Two numbers collided this week that probably should not be in the same sentence but absolutely belong there. A $2,000 AI-generated film called Dreams of Violets will premiere at Tribeca. And SpaceX filed an S-1 with a $1.75 trillion valuation pitch that Fast Company describes as relying on, quote, a lot of AI faith. The gap between those numbers is the gap between where AI actually is and where capital insists on pricing it.
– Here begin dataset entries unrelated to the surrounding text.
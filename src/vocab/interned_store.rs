use std::collections::HashMap;

use ahash::RandomState;
use indexmap::{IndexMap, IndexSet};
use serde::{Deserialize, Serialize};

use crate::vocab::store::{prefer_unqualified, VocabularyStore};

/// Store with concept ids interned to `u32`.
///
/// The namespace of the first URI seen (everything up to the last `/`)
/// becomes the shared prefix, ids in that namespace are kept without it.
/// Large thesauri with long concept URIs shrink considerably.
#[derive(Debug, Clone, Default, Serialize, Deserialize)]
pub struct InternedStore {
    prefix: Option<String>,
    /// interned id text, index = id
    ids: IndexSet<Box<str>>,
    /// whether `ids[i]` had the prefix stripped
    stripped: Vec<bool>,
    senses: IndexMap<String, Vec<u32>>,
    labels: HashMap<u32, String, RandomState>,
    non_descriptors: HashMap<u32, u32, RandomState>,
    related: HashMap<u32, Vec<u32>, RandomState>,
}

impl InternedStore {
    pub fn new() -> Self {
        Self::default()
    }

    pub fn prefix(&self) -> Option<&str> {
        self.prefix.as_deref()
    }

    fn split<'a>(&self, uri: &'a str) -> (&'a str, bool) {
        match (&self.prefix, uri.rfind('/')) {
            (Some(prefix), Some(pos)) if &uri[..=pos] == prefix.as_str() => (&uri[pos + 1..], true),
            _ => (uri, false),
        }
    }

    fn intern(&mut self, uri: &str) -> u32 {
        if self.prefix.is_none() {
            if let Some(pos) = uri.rfind('/') {
                self.prefix = Some(uri[..=pos].to_string());
            }
        }
        let (local, stripped) = self.split(uri);
        if let Some(idx) = self.ids.get_index_of(local) {
            return idx as u32;
        }
        let (idx, _) = self.ids.insert_full(local.into());
        self.stripped.push(stripped);
        idx as u32
    }

    fn lookup(&self, uri: &str) -> Option<u32> {
        let (local, _) = self.split(uri);
        self.ids.get_index_of(local).map(|idx| idx as u32)
    }

    fn uri_of(&self, id: u32) -> String {
        let idx = id as usize;
        let local = self.ids.get_index(idx).map_or("", |s| &**s);
        match (&self.prefix, self.stripped.get(idx)) {
            (Some(prefix), Some(true)) => format!("{prefix}{local}"),
            _ => local.to_string(),
        }
    }
}

impl VocabularyStore for InternedStore {
    fn add_sense(&mut self, key: &str, id: &str) {
        let id = self.intern(id);
        self.senses.entry(key.to_string()).or_default().push(id);
    }

    fn add_descriptor(&mut self, id: &str, label: &str) {
        let id = self.intern(id);
        self.labels.insert(id, label.to_string());
    }

    fn add_non_descriptor(&mut self, id: &str, descriptor: &str) {
        let id = self.intern(id);
        let descriptor = self.intern(descriptor);
        self.non_descriptors.insert(id, descriptor);
    }

    fn add_related(&mut self, id: &str, related: &str) {
        let id = self.intern(id);
        let related = self.intern(related);
        let list = self.related.entry(id).or_default();
        if !list.contains(&related) {
            list.push(related);
        }
    }

    fn raw_senses(&self, key: &str) -> Vec<String> {
        self.senses
            .get(key)
            .map(|ids| ids.iter().map(|&id| self.uri_of(id)).collect())
            .unwrap_or_default()
    }

    fn num_senses(&self, key: &str) -> usize {
        self.senses.get(key).map_or(0, Vec::len)
    }

    fn descriptor_of(&self, id: &str) -> Option<String> {
        let id = self.lookup(id)?;
        self.non_descriptors.get(&id).map(|&d| self.uri_of(d))
    }

    fn label(&self, id: &str) -> Option<&str> {
        let id = self.lookup(id)?;
        self.labels.get(&id).map(String::as_str)
    }

    fn related(&self, id: &str) -> Option<Vec<String>> {
        let id = self.lookup(id)?;
        self.related
            .get(&id)
            .map(|list| list.iter().map(|&r| self.uri_of(r)).collect())
    }

    fn num_terms(&self) -> usize {
        self.labels.len()
    }

    fn num_non_descriptors(&self) -> usize {
        self.non_descriptors.len()
    }

    fn num_related(&self) -> usize {
        self.related.len()
    }

    /// Resolves on interned ids and only builds strings for the result.
    fn senses_for(&self, key: &str) -> Vec<String> {
        let Some(raw) = self.senses.get(key) else {
            return Vec::new();
        };
        let mut resolved: Vec<(u32, bool)> = Vec::with_capacity(raw.len());
        for &sense in raw {
            let id = self.non_descriptors.get(&sense).copied().unwrap_or(sense);
            let Some(label) = self.labels.get(&id) else {
                continue;
            };
            if resolved.iter().any(|&(seen, _)| seen == id) {
                continue;
            }
            resolved.push((id, label.contains('(')));
        }
        prefer_unqualified(resolved)
            .into_iter()
            .map(|id| self.uri_of(id))
            .collect()
    }
}

#[cfg(test)]
mod tests {
    use super::*;

    const NS: &str = "http://aims.fao.org/aos/agrovoc/";

    fn uri(local: &str) -> String {
        format!("{NS}{local}")
    }

    #[test]
    fn prefix_is_stripped_and_restored() {
        let mut s = InternedStore::new();
        s.add_descriptor(&uri("c_1"), "Maize");
        s.add_sense("maiz", &uri("c_1"));
        assert_eq!(s.prefix(), Some(NS));
        assert_eq!(s.senses_for("maiz"), vec![uri("c_1")]);
        assert_eq!(s.label(&uri("c_1")), Some("Maize"));
    }

    #[test]
    fn foreign_namespace_kept_whole() {
        let mut s = InternedStore::new();
        s.add_descriptor(&uri("c_1"), "Maize");
        s.add_related(&uri("c_1"), "http://example.org/x/c_1");
        assert_eq!(
            s.related(&uri("c_1")),
            Some(vec!["http://example.org/x/c_1".to_string()])
        );
    }

    #[test]
    fn synthetic_ids_without_namespace() {
        let mut s = InternedStore::new();
        s.add_descriptor(&uri("c_1"), "Maize");
        s.add_descriptor("d_0", "Corn");
        s.add_non_descriptor("d_0", &uri("c_1"));
        s.add_sense("corn", "d_0");
        assert_eq!(s.senses_for("corn"), vec![uri("c_1")]);
        assert_eq!(s.num_non_descriptors(), 1);
    }

    #[test]
    fn matches_string_store_on_ambiguity() {
        let mut s = InternedStore::new();
        s.add_descriptor("C1", "River bank");
        s.add_descriptor("C2", "Bank (finance)");
        s.add_sense("bank", "C2");
        s.add_sense("bank", "C1");
        assert_eq!(s.senses_for("bank"), vec!["C1".to_string()]);
    }
}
Tribeca, Starlink, and the Aesthetics of AI Faith
Dreams of Violets is a 75-minute fictional film made for the cost of a used car. That is genuinely interesting as a production story. But its Tribeca premiere is doing cultural work beyond the film itself: it is legitimizing AI-generated content as festival-worthy art, which then legitimizes the broader investment thesis that AI will transform creative industries, which then supports the AI infrastructure valuations underpinning SpaceX's case for a $1.75 trillion price tag. Cultural legitimacy is a line item on the cap table, even when nobody writes it down. The Anthropic-SpaceX compute deal, now subject to Musk publicly reframing its terms despite SpaceX's own S-1 filings, is another data point in the same pattern: AI hype needs narrative control as much as it needs compute.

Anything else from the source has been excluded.